After learning that Canel intended to file a temporary restraining order in federal court to stop the school from assigning offensive material, SAIC reportedly retracted the anti-Israel assignment. The professor, however, allegedly continued to engage Canel in discussions about the material, made changes to the grading rubric that would impact Canel’s marks, and solicited hostile and discriminatory feedback from classmates on Canel’s presentations.

Canel has reportedly faced continued harassment and discrimination from faculty and students since the October 7 Hamas attack. Despite voicing safety concerns, the school did not respond to Canel’s email requests.

A Muslim student was also allegedly permitted to stop collaborating with Canel on an assignment.
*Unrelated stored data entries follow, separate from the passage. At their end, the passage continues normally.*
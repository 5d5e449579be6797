use std::{error::Error, fmt, fs, io, path::Path};

use serde::{Deserialize, Serialize};

use crate::mapping::CategoryMapping;

/// Which JSON numbers a numeric column accepts.
#[derive(Debug, Clone, Copy, PartialEq, Eq, Serialize, Deserialize)]
#[serde(rename_all = "snake_case")]
pub enum Accept {
    /// Only numbers written as floating point (`5.0` but not `5`).
    Float,
    /// Any JSON number.
    Number,
}

/// How an accepted numeric value is converted before reaching the model.
#[derive(Debug, Clone, Copy, PartialEq, Eq, Serialize, Deserialize)]
#[serde(rename_all = "snake_case")]
pub enum Coerce {
    /// Truncate toward zero.
    Int,
    Float,
}

/// The expected content of a column.
#[derive(Debug, Clone, PartialEq, Serialize, Deserialize)]
#[serde(tag = "kind", rename_all = "snake_case")]
pub enum ColumnKind {
    Numeric { accept: Accept, coerce: Coerce },
    Categorical { mapping: CategoryMapping },
}

/// A named column of a [`Schema`].
#[derive(Debug, Clone, PartialEq, Serialize, Deserialize)]
pub struct Column {
    pub name: String,
    #[serde(flatten)]
    pub kind: ColumnKind,
}

impl Column {
    pub fn numeric(name: &str, accept: Accept, coerce: Coerce) -> Self {
        Self {
            name: name.to_string(),
            kind: ColumnKind::Numeric { accept, coerce },
        }
    }

    pub fn categorical(name: &str, mapping: CategoryMapping) -> Self {
        Self {
            name: name.to_string(),
            kind: ColumnKind::Categorical { mapping },
        }
    }

    /// Returns the mapping of this column if it is categorical.
    pub fn mapping(&self) -> Option<&CategoryMapping> {
        match &self.kind {
            ColumnKind::Categorical { mapping } => Some(mapping),
            ColumnKind::Numeric { .. } => None,
        }
    }
}

/// Failures while building or loading a [`Schema`].
#[derive(Debug)]
pub enum SchemaErr {
    Io(io::Error),
    Parse(serde_json::Error),
    Invalid(String),
}

impl fmt::Display for SchemaErr {
    fn fmt(&self, f: &mut fmt::Formatter<'_>) -> fmt::Result {
        match self {
            Self::Io(e) => write!(f, "io error: {e}"),
            Self::Parse(e) => write!(f, "invalid schema JSON: {e}"),
            Self::Invalid(msg) => write!(f, "invalid schema: {msg}"),
        }
    }
}

impl Error for SchemaErr {
    fn source(&self) -> Option<&(dyn Error + 'static)> {
        match self {
            Self::Io(e) => Some(e),
            Self::Parse(e) => Some(e),
            Self::Invalid(_) => None,
        }
    }
}

impl From<io::Error> for SchemaErr {
    fn from(value: io::Error) -> Self {
        Self::Io(value)
    }
}

impl From<serde_json::Error> for SchemaErr {
    fn from(value: serde_json::Error) -> Self {
        Self::Parse(value)
    }
}

/// The ordered, fixed-width column layout every row must follow.
///
/// A schema is built once at startup and only read afterwards.
#[derive(Debug, Clone, PartialEq, Serialize, Deserialize)]
pub struct Schema {
    name: String,
    columns: Vec<Column>,
}

impl Schema {
    /// Creates a new `Schema`.
    ///
    /// # Arguments
    /// * `name` - A name used in logs.
    /// * `columns` - The columns in row order.
    ///
    /// # Returns
    /// The schema, or an error if it has no columns or repeats a column name.
    pub fn new(name: &str, columns: Vec<Column>) -> Result<Self, SchemaErr> {
        let schema = Self {
            name: name.to_string(),
            columns,
        };
        schema.validate()?;
        Ok(schema)
    }

    /// The classification layout: four floating point measurements.
    pub fn iris() -> Self {
        let columns = ["sepal_length", "sepal_width", "petal_length", "petal_width"]
            .into_iter()
            .map(|name| Column::numeric(name, Accept::Float, Coerce::Float))
            .collect();

        Self {
            name: "iris".to_string(),
            columns,
        }
    }

    /// The regression layout: twelve mixed columns describing a house.
    pub fn housing() -> Self {
        let int = |name| Column::numeric(name, Accept::Number, Coerce::Int);
        let yes_no = |name| Column::categorical(name, CategoryMapping::yes_no());
        let furnishing = CategoryMapping::from_static(&[
            ("furnished", 0),
            ("semi-furnished", 1),
            ("unfurnished", 2),
        ]);

        Self {
            name: "housing".to_string(),
            columns: vec![
                int("area"),
                int("bedrooms"),
                int("bathrooms"),
                int("stories"),
                yes_no("mainroad"),
                yes_no("guestroom"),
                yes_no("basement"),
                yes_no("hotwaterheating"),
                yes_no("airconditioning"),
                int("parking"),
                yes_no("prefarea"),
                Column::categorical("furnishingstatus", furnishing),
            ],
        }
    }

    /// Parses a schema from its JSON representation.
    pub fn from_json(json: &str) -> Result<Self, SchemaErr> {
        let schema: Self = serde_json::from_str(json)?;
        schema.validate()?;
        Ok(schema)
    }

    /// Reads a schema from a JSON file.
    pub fn load<P: AsRef<Path>>(path: P) -> Result<Self, SchemaErr> {
        let content = fs::read_to_string(path)?;
        Self::from_json(&content)
    }

    pub fn name(&self) -> &str {
        &self.name
    }

    pub fn columns(&self) -> &[Column] {
        &self.columns
    }

    /// Returns the number of values every row must have.
    pub fn width(&self) -> usize {
        self.columns.len()
    }

    /// Returns the column named `name`, if any.
    pub fn column(&self, name: &str) -> Option<&Column> {
        self.columns.iter().find(|c| c.name == name)
    }

    fn validate(&self) -> Result<(), SchemaErr> {
        if self.columns.is_empty() {
            return Err(SchemaErr::Invalid(format!(
                "schema '{}' has no columns",
                self.name
            )));
        }

        for (i, column) in self.columns.iter().enumerate() {
            if self.columns[..i].iter().any(|c| c.name == column.name) {
                return Err(SchemaErr::Invalid(format!(
                    "column '{}' is declared more than once",
                    column.name
                )));
            }
        }

        Ok(())
    }
}
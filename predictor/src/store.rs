use std::{fs, path::Path};

use log::info;
use serde::{Deserialize, Serialize};

use crate::{
    Result,
    forest::{ForestClassifier, ForestRegressor},
    linear::LinearRegressor,
    model::Predictor,
};

/// A serialized, pre-trained model as found in the model store.
///
/// The JSON document carries a `kind` tag next to the model's own fields.
#[derive(Debug, Clone, Serialize, Deserialize)]
#[serde(tag = "kind", rename_all = "snake_case")]
pub enum ModelArtifact {
    ForestClassifier(ForestClassifier),
    ForestRegressor(ForestRegressor),
    LinearRegressor(LinearRegressor),
}

impl ModelArtifact {
    /// Parses and validates an artifact.
    pub fn from_json(json: &str) -> Result<Self> {
        Ok(serde_json::from_str(json)?)
    }

    pub fn to_json(&self) -> Result<String> {
        Ok(serde_json::to_string_pretty(self)?)
    }

    /// Turns the artifact into a shareable predictor.
    pub fn into_predictor(self) -> Box<dyn Predictor> {
        match self {
            Self::ForestClassifier(m) => Box::new(m),
            Self::ForestRegressor(m) => Box::new(m),
            Self::LinearRegressor(m) => Box::new(m),
        }
    }
}

/// Loads a model from the store.
///
/// # Arguments
/// * `path` - The artifact file.
///
/// # Returns
/// The validated model, or the reason it could not be read.
pub fn load<P: AsRef<Path>>(path: P) -> Result<Box<dyn Predictor>> {
    let path = path.as_ref();
    let content = fs::read_to_string(path)?;
    let model = ModelArtifact::from_json(&content)?.into_predictor();

    info!(
        "loaded {} with {} features from {}",
        model.kind(),
        model.n_features(),
        path.display()
    );
    Ok(model)
}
Canel has personal ties to the school, with a father-in-law who serves as a trustee of the Art Institute of Chicago, according to the New York Post. Additionally, according to the museum’s website, she, her husband, and her in-laws contributed to the purchase of Gerrit van Honthorst’s early 17th-century painting A Boy Blowing on a Firebrand.

In a statement provided to Fox 32, SAIC said it “strongly condemns antisemitism and any discrimination based on religion, nationality, or any other aspect of a person’s identity. We have policies in place that prohibit discrimination, harassment, and retaliation, and the school is unequivocally committed to providing a safe and welcoming learning environment for all of our students, faculty and staff.”